Apple Cider Vinegar has received a lot of hype recently, with people swearing by its Health Benefits. As a nutrition student I tend to be skeptical of any food that people claim can cure all of their problems but I decided it was time to see what all of the hype was about. Now, let's be clear, I am not about to start taking a shot of it every morning (or probably ever if we are being completely honest), but it seemed like it might be time for me to do some research of my own to see what health benefits it really has.


Probably the most frequent claim people make about apple cider vinegar is that it helps you lose weight.

There is actually some decent evidence that suggests that there might be merit to this claim. A study conducted by Central Research Institute in Japan took almost 200 overweight civilians and had them consume samples of this vinegar for twelve weeks. At the end of the twelve week program, these people did lose weight but only 4 pounds on average. A greater amount of weight-loss can be achieved in that same period of time with simple diet modifications such as eating more fruits and vegetables and getting as little as 30 minutes of exercise everyday. All in all, while there does appear to be a connection with weight-loss, it probably isn't going to be the quick fix many people hope for.

Even though you may lose some weight, make sure that you are taking other steps to make sure the vinegar you are consuming is safe.

First and foremost, make sure that it is pasteurized in order to prevent any nasty bacteria from growing in it. Consuming unpasteurized beverages is extremely dangerous and potentially deadly, as they can foster the growth of E.coli and salmonella.


People often talk about apple cider vinegar as a go-to home remedy for acne and it really can help to dry out that pesky pimple, but be sure to dilute it before you put it on your face.

It is highly acidic and has some anti-fungal properties which can help to kill off the bacteria that causes acne. It should not be used as a day-to-day skin treatment despite its ability to clear up breakouts. It can dry out your skin and there are much safer options available for skin care. If you are having trouble with acne long term, it may be time to consider seeing a dermatologist for additional help, but if you are looking for a quick-fix, this acidic liquid and food preservative may help.

Heart Disease

Apple cider vinegar also has antioxidant properties much like fruits and vegetables, it could be beneficial in reducing someone's risk of getting heart disease.
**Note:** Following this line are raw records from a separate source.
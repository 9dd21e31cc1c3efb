//! Site-level plumbing: configuration, pages and the rewrite pipeline.
//!
//! A [`Pipeline`] threads each generated page through an ordered list of
//! [`PageRewriter`]s. One call to [`Pipeline::rewrite_tree`] is one
//! generation pass: pass-scoped caches are reset before the first page.

extern crate alloc;

use alloc::boxed::Box;
use alloc::string::{String, ToString};
use alloc::vec::Vec;
use core::convert::Infallible;
use core::fmt;
use core::str::FromStr;
use std::fs;
use std::path::{Path, PathBuf};

use crate::dimensions::DimensionCache;
use crate::error::SiteError;
use crate::figure::{FigureOptions, ImageFigure};
use crate::probe::HeaderProber;
use crate::resolve::SiteResolver;
use crate::selector::Selector;
use crate::sizer::{ImageSizer, SizerOptions};

/// Site generation mode.
#[derive(Clone, Debug, Default, PartialEq, Eq, Hash)]
pub enum Mode {
    /// Deployable output.
    #[default]
    Production,
    /// Any mode whose name starts with `dev`.
    Development,
    /// Any other named mode.
    Other(String),
}

impl Mode {
    /// Parse a mode name. Never fails.
    pub fn parse(name: &str) -> Self {
        let name = name.trim();
        if name.starts_with("dev") {
            Self::Development
        } else if name.is_empty() || name == "production" || name == "prod" {
            Self::Production
        } else {
            Self::Other(name.to_string())
        }
    }

    /// Development modes skip expensive passes.
    pub fn is_development(&self) -> bool {
        matches!(self, Self::Development)
    }
}

impl FromStr for Mode {
    type Err = Infallible;

    fn from_str(s: &str) -> Result<Self, Self::Err> {
        Ok(Self::parse(s))
    }
}

impl fmt::Display for Mode {
    fn fmt(&self, f: &mut fmt::Formatter<'_>) -> fmt::Result {
        match self {
            Self::Production => f.write_str("production"),
            Self::Development => f.write_str("development"),
            Self::Other(name) => f.write_str(name),
        }
    }
}

/// One generated document.
#[derive(Clone, Debug, PartialEq, Eq)]
pub struct Page {
    /// Path of the generated file.
    pub path: PathBuf,
    /// Lowercase file kind (extension), `html` for markup pages.
    pub kind: String,
}

impl Page {
    /// Page at `path`, kind from the extension.
    pub fn new(path: impl Into<PathBuf>) -> Self {
        let path = path.into();
        let kind = path
            .extension()
            .and_then(|ext| ext.to_str())
            .map(str::to_ascii_lowercase)
            .unwrap_or_default();
        Self { path, kind }
    }

    /// Override the kind.
    pub fn with_kind(mut self, kind: impl Into<String>) -> Self {
        self.kind = kind.into();
        self
    }

    /// Markup pages are the only ones rewritten.
    pub fn is_html(&self) -> bool {
        self.kind == "html"
    }
}

impl fmt::Display for Page {
    fn fmt(&self, f: &mut fmt::Formatter<'_>) -> fmt::Result {
        write!(f, "{}", self.path.display())
    }
}

/// A text pass over generated pages.
///
/// Rewriters never fail: anything they cannot handle is logged and left as
/// is, and a page with nothing to change comes back byte-identical.
pub trait PageRewriter {
    /// Short name for log lines.
    fn name(&self) -> &'static str;

    /// A new generation pass starts; drop pass-scoped state.
    fn begin_pass(&mut self) {}

    /// Rewritten text of `page`.
    fn rewrite(&mut self, page: &Page, text: &str) -> String;
}

/// Site-wide configuration.
#[derive(Clone, Debug, PartialEq, Eq)]
pub struct SiteConfig {
    /// Root of the generated site.
    pub root: PathBuf,
    /// URL prefix under which media is served.
    pub media_url: String,
    /// Directory `media_url` maps to; `root/media` when unset.
    pub media_root: Option<PathBuf>,
    /// Generation mode.
    pub mode: Mode,
    /// Run the image sizer.
    pub sizer: bool,
    /// Run the figure wrapper.
    pub figure: bool,
    /// Selector for the figure wrapper.
    pub figure_selector: Selector,
    /// Report changes without writing files.
    pub dry_run: bool,
}

impl Default for SiteConfig {
    fn default() -> Self {
        Self {
            root: PathBuf::from("deploy"),
            media_url: "/media/".to_string(),
            media_root: None,
            mode: Mode::default(),
            sizer: true,
            figure: true,
            figure_selector: FigureOptions::default().selector,
            dry_run: false,
        }
    }
}

impl SiteConfig {
    /// Defaults rooted at `root`.
    pub fn new(root: impl Into<PathBuf>) -> Self {
        Self {
            root: root.into(),
            ..Self::default()
        }
    }

    /// Override media URL prefix and directory.
    pub fn with_media(mut self, media_url: impl Into<String>, media_root: Option<PathBuf>) -> Self {
        self.media_url = media_url.into();
        self.media_root = media_root;
        self
    }

    /// Override the mode.
    pub fn with_mode(mut self, mode: Mode) -> Self {
        self.mode = mode;
        self
    }

    /// Enable or disable the sizer.
    pub fn with_sizer(mut self, enabled: bool) -> Self {
        self.sizer = enabled;
        self
    }

    /// Enable or disable the figure wrapper.
    pub fn with_figure(mut self, enabled: bool) -> Self {
        self.figure = enabled;
        self
    }

    /// Override the figure selector.
    pub fn with_figure_selector(mut self, selector: Selector) -> Self {
        self.figure_selector = selector;
        self
    }

    /// Toggle dry-run mode.
    pub fn with_dry_run(mut self, dry_run: bool) -> Self {
        self.dry_run = dry_run;
        self
    }

    /// Effective media directory.
    pub fn media_root_path(&self) -> PathBuf {
        self.media_root
            .clone()
            .unwrap_or_else(|| self.root.join("media"))
    }
}

/// Counters for one pass.
#[derive(Clone, Copy, Debug, Default, PartialEq, Eq)]
pub struct PassReport {
    /// Markup pages visited.
    pub pages: usize,
    /// Pages whose text changed.
    pub changed: usize,
    /// Pages skipped because they were not UTF-8.
    pub skipped: usize,
}

/// Ordered list of page rewriters.
pub struct Pipeline {
    rewriters: Vec<Box<dyn PageRewriter>>,
    dry_run: bool,
}

impl Default for Pipeline {
    fn default() -> Self {
        Self::new()
    }
}

impl fmt::Debug for Pipeline {
    fn fmt(&self, f: &mut fmt::Formatter<'_>) -> fmt::Result {
        let names: Vec<&str> = self.rewriters.iter().map(|r| r.name()).collect();
        f.debug_struct("Pipeline")
            .field("rewriters", &names)
            .field("dry_run", &self.dry_run)
            .finish()
    }
}

impl Pipeline {
    /// Empty pipeline.
    pub fn new() -> Self {
        Self {
            rewriters: Vec::new(),
            dry_run: false,
        }
    }

    /// Sizer then figure wrapper, as enabled in `config`.
    pub fn from_config(config: &SiteConfig) -> Self {
        let mut pipeline = Self::new().with_dry_run(config.dry_run);
        if config.sizer {
            let resolver = SiteResolver::new(config.root.clone())
                .with_media(config.media_url.clone(), config.media_root_path());
            pipeline.push(ImageSizer::with_options(
                resolver,
                HeaderProber::new(),
                DimensionCache::new(),
                SizerOptions::default().with_mode(config.mode.clone()),
            ));
        }
        if config.figure {
            pipeline.push(ImageFigure::new(
                FigureOptions::default().with_selector(config.figure_selector.clone()),
            ));
        }
        pipeline
    }

    /// Append a rewriter.
    pub fn push<R: PageRewriter + 'static>(&mut self, rewriter: R) {
        self.rewriters.push(Box::new(rewriter));
    }

    /// Builder form of [`Pipeline::push`].
    pub fn with<R: PageRewriter + 'static>(mut self, rewriter: R) -> Self {
        self.push(rewriter);
        self
    }

    /// Report changes without writing files.
    pub fn with_dry_run(mut self, dry_run: bool) -> Self {
        self.dry_run = dry_run;
        self
    }

    /// Number of rewriters.
    pub fn len(&self) -> usize {
        self.rewriters.len()
    }

    /// True when no rewriter is installed.
    pub fn is_empty(&self) -> bool {
        self.rewriters.is_empty()
    }

    /// Start a pass: every rewriter drops pass-scoped state.
    pub fn begin_pass(&mut self) {
        for rewriter in &mut self.rewriters {
            rewriter.begin_pass();
        }
    }

    /// Run every rewriter over `text`, in order.
    pub fn rewrite_page(&mut self, page: &Page, text: &str) -> String {
        let mut current = text.to_string();
        for rewriter in &mut self.rewriters {
            current = rewriter.rewrite(page, &current);
        }
        current
    }

    /// Rewrite one file in place. Returns whether its text changed.
    pub fn rewrite_file(&mut self, path: &Path) -> Result<bool, SiteError> {
        let bytes = fs::read(path).map_err(|err| SiteError::io(path, err))?;
        let text = String::from_utf8(bytes).map_err(|_| SiteError::NotUtf8 {
            path: path.display().to_string().into_boxed_str(),
        })?;
        let page = Page::new(path);
        let out = self.rewrite_page(&page, &text);
        if out == text {
            return Ok(false);
        }
        if self.dry_run {
            log::info!("Would rewrite {}", page);
        } else {
            fs::write(path, out.as_bytes()).map_err(|err| SiteError::io(path, err))?;
            log::debug!("Rewrote {}", page);
        }
        Ok(true)
    }

    /// One generation pass over every `.html` file below `dir`.
    pub fn rewrite_tree(&mut self, dir: &Path) -> Result<PassReport, SiteError> {
        self.begin_pass();
        self.rewrite_dir(dir)
    }

    /// Rewrite every `.html` file below `dir` within the current pass.
    ///
    /// Pass-scoped caches are kept, so several directories handled after one
    /// [`Pipeline::begin_pass`] share them.
    pub fn rewrite_dir(&mut self, dir: &Path) -> Result<PassReport, SiteError> {
        let mut files = Vec::new();
        collect_pages(dir, &mut files)?;
        let mut report = PassReport::default();
        for path in files {
            report.pages += 1;
            match self.rewrite_file(&path) {
                Ok(true) => report.changed += 1,
                Ok(false) => {}
                Err(err @ SiteError::NotUtf8 { .. }) => {
                    log::warn!("Skipping page: {}", err);
                    report.skipped += 1;
                }
                Err(err) => return Err(err),
            }
        }
        log::info!(
            "Pass over {}: {} page(s), {} changed, {} skipped",
            dir.display(),
            report.pages,
            report.changed,
            report.skipped
        );
        Ok(report)
    }
}

/// Markup pages below `dir`, in sorted order.
fn collect_pages(dir: &Path, out: &mut Vec<PathBuf>) -> Result<(), SiteError> {
    let mut entries = Vec::new();
    for entry in fs::read_dir(dir).map_err(|err| SiteError::io(dir, err))? {
        let entry = entry.map_err(|err| SiteError::io(dir, err))?;
        entries.push(entry.path());
    }
    entries.sort();
    for path in entries {
        if path.is_dir() {
            collect_pages(&path, out)?;
        } else if Page::new(&path).is_html() {
            out.push(path);
        }
    }
    Ok(())
}

/// Async form of [`Pipeline::rewrite_file`] using tokio's filesystem API.
#[cfg(feature = "async")]
pub async fn rewrite_file_async(pipeline: &mut Pipeline, path: &Path) -> Result<bool, SiteError> {
    let bytes = tokio::fs::read(path)
        .await
        .map_err(|err| SiteError::io(path, err))?;
    let text = String::from_utf8(bytes).map_err(|_| SiteError::NotUtf8 {
        path: path.display().to_string().into_boxed_str(),
    })?;
    let page = Page::new(path);
    let out = pipeline.rewrite_page(&page, &text);
    if out == text {
        return Ok(false);
    }
    if !pipeline.dry_run {
        tokio::fs::write(path, out.as_bytes())
            .await
            .map_err(|err| SiteError::io(path, err))?;
    }
    Ok(true)
}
A study conducted by the Department of Biophysics at Suleyman Demirel University in Turkey found that rodents fed a high fat diet had lower levels of cholesterol and lower blood pressure when they were fed a sample of apple cider vinegar. While promising, this research is still rather preliminary and there has not yet been any studies conducted on humans. As a result, scientists are not able to say with certainty that it will help, but it can't hurt to try.


The role the consumption of apple cider vinegar plays in the treatment of diabetes is by far its most researched use and potentially the most promising.

Carol Johnston is a registered dietitan who has been studying the role of apple cider vinegar in diabetes management for over a decade. Over the course of her studies she has consistently found that it can help to reduce blood sugar in people with diabetes as well as those considered pre-diabetic. For the general population, however, she found that its consumption has very little impact on blood sugar levels. One key Johnston points out is that all vinegars share these antiglycemic properties and that this pattern is not exclusive to apple cider vinegar.